> _Required work_
Filter these entries down to lines holding "requires".

> _The data_
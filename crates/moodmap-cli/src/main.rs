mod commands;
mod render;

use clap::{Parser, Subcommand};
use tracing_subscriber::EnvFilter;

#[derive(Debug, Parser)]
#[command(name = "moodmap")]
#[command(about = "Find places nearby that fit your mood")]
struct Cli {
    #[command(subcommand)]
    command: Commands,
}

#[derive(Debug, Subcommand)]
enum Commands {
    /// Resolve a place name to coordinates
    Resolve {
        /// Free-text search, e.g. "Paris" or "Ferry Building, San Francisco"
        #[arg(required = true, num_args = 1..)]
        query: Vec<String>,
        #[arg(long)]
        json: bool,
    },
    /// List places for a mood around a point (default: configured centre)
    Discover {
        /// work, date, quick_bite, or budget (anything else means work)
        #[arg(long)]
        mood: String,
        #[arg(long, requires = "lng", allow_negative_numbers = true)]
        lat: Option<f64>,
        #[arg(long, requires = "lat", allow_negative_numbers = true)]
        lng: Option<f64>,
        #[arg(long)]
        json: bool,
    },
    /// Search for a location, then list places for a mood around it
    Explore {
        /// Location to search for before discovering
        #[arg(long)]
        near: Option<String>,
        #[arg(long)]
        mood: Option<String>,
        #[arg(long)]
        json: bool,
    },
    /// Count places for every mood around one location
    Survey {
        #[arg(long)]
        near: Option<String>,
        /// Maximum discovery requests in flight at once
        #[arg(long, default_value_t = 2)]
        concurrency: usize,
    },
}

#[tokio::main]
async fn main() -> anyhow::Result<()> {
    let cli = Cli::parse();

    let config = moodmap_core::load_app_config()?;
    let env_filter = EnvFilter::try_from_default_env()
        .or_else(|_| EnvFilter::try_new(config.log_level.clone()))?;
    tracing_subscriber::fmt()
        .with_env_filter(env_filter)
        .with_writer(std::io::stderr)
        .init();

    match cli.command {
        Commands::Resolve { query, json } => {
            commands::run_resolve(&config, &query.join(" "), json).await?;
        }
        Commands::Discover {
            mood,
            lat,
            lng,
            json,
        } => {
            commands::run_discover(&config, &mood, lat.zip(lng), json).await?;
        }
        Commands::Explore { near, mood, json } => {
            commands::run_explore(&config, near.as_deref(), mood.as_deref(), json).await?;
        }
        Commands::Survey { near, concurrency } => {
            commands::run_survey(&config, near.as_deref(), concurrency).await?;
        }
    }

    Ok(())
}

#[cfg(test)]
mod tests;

---

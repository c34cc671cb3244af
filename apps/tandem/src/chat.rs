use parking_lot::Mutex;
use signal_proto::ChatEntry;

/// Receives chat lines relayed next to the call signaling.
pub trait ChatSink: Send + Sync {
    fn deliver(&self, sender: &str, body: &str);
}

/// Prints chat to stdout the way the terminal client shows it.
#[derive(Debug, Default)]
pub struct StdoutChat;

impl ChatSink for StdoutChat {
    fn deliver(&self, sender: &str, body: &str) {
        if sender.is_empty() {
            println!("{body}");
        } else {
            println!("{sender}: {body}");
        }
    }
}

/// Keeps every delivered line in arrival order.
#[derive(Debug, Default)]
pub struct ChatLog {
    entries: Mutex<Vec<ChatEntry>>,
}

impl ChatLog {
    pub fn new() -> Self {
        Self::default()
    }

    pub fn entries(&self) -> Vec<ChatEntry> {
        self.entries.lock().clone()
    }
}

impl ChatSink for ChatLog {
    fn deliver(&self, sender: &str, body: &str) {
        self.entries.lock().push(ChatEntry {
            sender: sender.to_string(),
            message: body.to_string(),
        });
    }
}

> _Answer to this exercise_
        #[arg(long, requires = "lng", allow_negative_numbers = true)]
        #[arg(long, requires = "lat", allow_negative_numbers = true)]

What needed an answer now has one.